Records from a data source
____

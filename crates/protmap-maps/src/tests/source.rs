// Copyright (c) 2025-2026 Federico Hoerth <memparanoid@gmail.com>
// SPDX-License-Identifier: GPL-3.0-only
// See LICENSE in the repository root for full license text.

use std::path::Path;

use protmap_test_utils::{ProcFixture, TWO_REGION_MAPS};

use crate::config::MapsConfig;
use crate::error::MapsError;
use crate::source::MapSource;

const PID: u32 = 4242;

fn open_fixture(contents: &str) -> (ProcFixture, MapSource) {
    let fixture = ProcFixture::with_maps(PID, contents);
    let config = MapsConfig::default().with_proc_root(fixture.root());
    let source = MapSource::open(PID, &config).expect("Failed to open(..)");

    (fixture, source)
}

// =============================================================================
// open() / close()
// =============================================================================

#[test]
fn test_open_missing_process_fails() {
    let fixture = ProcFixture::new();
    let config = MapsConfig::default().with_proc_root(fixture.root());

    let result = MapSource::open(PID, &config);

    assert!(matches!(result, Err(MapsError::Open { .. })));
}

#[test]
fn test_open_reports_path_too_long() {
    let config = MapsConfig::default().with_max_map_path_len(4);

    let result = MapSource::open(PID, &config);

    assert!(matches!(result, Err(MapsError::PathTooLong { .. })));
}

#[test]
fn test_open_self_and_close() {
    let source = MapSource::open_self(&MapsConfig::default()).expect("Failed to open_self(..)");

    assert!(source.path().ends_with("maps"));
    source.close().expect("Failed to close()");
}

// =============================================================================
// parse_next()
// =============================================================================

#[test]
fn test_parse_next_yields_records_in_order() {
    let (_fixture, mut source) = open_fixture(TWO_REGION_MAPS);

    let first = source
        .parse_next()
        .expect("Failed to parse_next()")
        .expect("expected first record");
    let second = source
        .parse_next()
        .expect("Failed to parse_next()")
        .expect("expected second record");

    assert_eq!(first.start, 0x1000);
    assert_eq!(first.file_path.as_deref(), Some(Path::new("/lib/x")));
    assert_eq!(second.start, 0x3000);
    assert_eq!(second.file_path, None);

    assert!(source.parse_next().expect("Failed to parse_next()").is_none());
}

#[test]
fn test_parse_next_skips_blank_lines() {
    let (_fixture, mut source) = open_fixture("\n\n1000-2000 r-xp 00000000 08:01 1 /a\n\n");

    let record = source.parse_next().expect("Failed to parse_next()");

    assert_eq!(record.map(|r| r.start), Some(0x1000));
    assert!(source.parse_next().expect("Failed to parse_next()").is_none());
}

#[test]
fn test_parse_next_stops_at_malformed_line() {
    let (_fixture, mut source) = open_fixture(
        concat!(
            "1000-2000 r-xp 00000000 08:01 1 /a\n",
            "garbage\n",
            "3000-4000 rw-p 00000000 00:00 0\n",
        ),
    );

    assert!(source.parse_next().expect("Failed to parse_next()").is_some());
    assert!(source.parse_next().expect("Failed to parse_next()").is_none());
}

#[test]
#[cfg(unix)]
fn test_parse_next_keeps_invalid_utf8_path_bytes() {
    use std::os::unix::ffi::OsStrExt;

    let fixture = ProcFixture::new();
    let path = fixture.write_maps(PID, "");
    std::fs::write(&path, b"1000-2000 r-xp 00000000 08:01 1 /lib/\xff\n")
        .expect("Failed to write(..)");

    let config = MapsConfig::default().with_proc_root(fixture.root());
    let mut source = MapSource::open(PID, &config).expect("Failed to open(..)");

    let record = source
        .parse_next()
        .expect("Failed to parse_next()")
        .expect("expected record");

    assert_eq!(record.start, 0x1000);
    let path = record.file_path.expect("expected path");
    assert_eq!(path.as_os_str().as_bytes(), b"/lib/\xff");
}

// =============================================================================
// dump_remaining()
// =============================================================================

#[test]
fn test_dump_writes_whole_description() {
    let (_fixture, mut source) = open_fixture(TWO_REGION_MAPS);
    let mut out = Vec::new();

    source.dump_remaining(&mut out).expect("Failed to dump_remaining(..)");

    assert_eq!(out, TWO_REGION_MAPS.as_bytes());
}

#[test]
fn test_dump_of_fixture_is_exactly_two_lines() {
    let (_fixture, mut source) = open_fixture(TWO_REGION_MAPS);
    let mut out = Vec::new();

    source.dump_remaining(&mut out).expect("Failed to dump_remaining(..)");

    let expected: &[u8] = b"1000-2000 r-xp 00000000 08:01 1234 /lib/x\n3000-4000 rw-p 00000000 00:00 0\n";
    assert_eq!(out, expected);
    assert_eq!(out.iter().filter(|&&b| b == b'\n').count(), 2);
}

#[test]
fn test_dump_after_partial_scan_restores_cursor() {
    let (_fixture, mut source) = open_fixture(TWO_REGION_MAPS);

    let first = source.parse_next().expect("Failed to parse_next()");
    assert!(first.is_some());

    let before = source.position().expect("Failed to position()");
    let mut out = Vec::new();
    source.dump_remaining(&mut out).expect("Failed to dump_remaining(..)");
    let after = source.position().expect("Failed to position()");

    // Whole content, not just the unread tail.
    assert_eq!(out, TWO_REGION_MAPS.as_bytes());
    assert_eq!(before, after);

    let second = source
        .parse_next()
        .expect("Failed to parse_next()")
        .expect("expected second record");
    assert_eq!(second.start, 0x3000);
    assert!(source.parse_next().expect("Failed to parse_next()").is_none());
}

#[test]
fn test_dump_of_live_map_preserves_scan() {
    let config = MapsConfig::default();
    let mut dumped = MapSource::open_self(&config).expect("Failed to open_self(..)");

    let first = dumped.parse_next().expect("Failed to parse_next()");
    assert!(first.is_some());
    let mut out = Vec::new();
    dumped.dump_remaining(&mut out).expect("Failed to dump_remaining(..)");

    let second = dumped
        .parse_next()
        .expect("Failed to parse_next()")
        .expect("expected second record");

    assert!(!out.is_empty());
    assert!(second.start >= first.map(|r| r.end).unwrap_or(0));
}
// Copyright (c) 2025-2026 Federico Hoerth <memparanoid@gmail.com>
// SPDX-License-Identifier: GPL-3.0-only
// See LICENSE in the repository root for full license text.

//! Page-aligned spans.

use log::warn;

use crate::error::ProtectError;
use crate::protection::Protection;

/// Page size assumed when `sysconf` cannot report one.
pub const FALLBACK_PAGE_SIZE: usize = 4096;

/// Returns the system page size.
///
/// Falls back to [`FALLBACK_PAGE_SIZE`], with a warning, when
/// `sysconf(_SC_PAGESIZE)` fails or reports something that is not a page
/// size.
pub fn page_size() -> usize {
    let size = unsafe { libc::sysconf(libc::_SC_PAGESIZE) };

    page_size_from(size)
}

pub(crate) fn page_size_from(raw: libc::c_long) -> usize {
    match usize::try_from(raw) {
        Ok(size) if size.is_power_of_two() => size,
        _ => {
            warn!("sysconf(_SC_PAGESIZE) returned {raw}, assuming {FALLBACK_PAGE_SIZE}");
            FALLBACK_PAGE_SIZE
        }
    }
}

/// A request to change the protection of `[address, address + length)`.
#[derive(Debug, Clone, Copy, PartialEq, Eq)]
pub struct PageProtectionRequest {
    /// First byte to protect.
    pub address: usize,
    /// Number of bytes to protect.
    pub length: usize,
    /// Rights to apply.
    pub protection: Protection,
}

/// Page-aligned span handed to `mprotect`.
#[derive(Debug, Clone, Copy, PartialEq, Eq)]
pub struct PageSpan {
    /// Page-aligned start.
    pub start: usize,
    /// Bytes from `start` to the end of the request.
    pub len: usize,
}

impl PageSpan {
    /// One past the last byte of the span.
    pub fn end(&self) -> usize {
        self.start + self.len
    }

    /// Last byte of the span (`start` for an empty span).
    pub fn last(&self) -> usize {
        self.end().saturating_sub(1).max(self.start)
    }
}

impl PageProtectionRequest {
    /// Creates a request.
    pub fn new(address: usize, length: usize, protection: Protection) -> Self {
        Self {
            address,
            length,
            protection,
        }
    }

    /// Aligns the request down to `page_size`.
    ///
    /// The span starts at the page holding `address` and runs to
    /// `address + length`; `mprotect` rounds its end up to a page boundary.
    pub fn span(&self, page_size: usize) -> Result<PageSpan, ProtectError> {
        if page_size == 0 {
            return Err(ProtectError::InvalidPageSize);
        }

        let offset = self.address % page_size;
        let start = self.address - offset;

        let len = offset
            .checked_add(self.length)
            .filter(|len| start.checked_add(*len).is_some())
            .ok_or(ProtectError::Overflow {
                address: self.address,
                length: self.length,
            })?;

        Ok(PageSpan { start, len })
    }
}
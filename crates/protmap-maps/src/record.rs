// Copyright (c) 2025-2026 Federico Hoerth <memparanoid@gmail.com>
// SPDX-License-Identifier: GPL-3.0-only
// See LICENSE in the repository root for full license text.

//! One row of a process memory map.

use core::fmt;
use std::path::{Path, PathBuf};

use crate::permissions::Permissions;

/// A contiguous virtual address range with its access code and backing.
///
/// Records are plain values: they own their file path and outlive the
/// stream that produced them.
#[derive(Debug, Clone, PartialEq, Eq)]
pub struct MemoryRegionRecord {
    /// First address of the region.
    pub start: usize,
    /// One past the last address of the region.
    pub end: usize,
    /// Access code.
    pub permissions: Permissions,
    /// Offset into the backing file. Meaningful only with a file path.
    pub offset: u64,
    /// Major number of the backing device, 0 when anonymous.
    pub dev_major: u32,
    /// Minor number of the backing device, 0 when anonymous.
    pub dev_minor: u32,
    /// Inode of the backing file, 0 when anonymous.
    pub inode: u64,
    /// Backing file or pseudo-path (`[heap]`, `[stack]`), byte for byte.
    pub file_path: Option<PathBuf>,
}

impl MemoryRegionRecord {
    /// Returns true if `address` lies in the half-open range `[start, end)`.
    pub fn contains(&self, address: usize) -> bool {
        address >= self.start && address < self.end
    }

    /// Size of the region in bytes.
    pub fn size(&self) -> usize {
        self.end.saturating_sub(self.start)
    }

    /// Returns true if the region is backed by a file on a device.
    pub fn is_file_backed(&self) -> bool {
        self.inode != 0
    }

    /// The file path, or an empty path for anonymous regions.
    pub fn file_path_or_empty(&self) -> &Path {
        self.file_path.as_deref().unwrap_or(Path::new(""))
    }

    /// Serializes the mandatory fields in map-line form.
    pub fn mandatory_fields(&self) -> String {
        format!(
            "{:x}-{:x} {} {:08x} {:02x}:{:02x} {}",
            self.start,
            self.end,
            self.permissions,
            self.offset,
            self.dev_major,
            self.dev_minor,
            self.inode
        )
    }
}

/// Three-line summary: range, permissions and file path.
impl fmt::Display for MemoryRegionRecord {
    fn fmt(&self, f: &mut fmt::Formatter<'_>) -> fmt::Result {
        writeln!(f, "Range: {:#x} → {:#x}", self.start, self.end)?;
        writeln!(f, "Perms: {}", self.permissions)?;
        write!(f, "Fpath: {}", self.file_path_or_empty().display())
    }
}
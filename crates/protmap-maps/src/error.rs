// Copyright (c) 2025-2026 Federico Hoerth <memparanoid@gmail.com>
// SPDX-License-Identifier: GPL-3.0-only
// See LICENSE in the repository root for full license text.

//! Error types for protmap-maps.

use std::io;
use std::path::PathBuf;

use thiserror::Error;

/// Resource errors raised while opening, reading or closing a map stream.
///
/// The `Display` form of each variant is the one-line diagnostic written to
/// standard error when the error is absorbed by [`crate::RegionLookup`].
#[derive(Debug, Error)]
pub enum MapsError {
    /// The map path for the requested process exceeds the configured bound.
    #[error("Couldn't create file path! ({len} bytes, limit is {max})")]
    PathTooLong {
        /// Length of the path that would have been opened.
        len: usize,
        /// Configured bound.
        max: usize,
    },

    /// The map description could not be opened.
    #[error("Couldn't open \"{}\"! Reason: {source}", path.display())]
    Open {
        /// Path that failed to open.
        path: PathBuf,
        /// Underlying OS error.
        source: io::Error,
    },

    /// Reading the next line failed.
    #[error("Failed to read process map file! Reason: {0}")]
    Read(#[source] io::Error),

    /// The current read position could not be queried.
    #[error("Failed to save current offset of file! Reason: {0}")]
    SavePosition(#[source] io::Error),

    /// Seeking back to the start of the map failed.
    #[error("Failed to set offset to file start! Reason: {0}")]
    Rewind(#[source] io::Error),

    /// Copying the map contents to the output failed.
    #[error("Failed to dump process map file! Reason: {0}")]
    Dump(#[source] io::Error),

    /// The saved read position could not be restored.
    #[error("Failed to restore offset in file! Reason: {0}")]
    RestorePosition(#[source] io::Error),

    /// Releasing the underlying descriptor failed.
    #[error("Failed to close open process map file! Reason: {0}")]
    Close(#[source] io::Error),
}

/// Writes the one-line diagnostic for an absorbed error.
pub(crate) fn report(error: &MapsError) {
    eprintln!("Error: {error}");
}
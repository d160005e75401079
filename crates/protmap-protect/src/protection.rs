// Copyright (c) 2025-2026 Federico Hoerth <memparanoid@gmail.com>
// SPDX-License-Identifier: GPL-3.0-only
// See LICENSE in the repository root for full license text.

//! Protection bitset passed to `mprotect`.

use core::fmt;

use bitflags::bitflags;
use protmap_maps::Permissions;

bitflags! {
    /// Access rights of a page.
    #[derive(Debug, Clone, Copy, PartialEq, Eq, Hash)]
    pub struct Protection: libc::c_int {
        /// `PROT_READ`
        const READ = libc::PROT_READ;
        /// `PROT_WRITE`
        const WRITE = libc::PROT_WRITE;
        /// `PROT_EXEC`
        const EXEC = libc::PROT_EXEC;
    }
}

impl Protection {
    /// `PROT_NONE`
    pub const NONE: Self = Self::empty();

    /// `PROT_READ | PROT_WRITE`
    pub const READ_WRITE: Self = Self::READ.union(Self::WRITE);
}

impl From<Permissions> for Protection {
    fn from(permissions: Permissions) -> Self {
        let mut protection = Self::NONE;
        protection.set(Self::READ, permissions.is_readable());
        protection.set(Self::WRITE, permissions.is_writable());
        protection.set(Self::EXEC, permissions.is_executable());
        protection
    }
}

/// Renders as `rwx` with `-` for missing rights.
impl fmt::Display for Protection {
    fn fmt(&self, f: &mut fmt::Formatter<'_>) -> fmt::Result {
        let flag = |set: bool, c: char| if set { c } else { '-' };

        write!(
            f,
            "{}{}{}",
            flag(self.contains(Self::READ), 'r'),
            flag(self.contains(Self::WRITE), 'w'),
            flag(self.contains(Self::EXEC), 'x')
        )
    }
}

____

Task description »
Which lines above contain the word "dumped"? List them.

Exercise output »
    let mut dumped = MapSource::open_self(&config).expect("Failed to open_self(..)");
    let first = dumped.parse_next().expect("Failed to parse_next()");
    dumped.dump_remaining(&mut out).expect("Failed to dump_remaining(..)");
    let second = dumped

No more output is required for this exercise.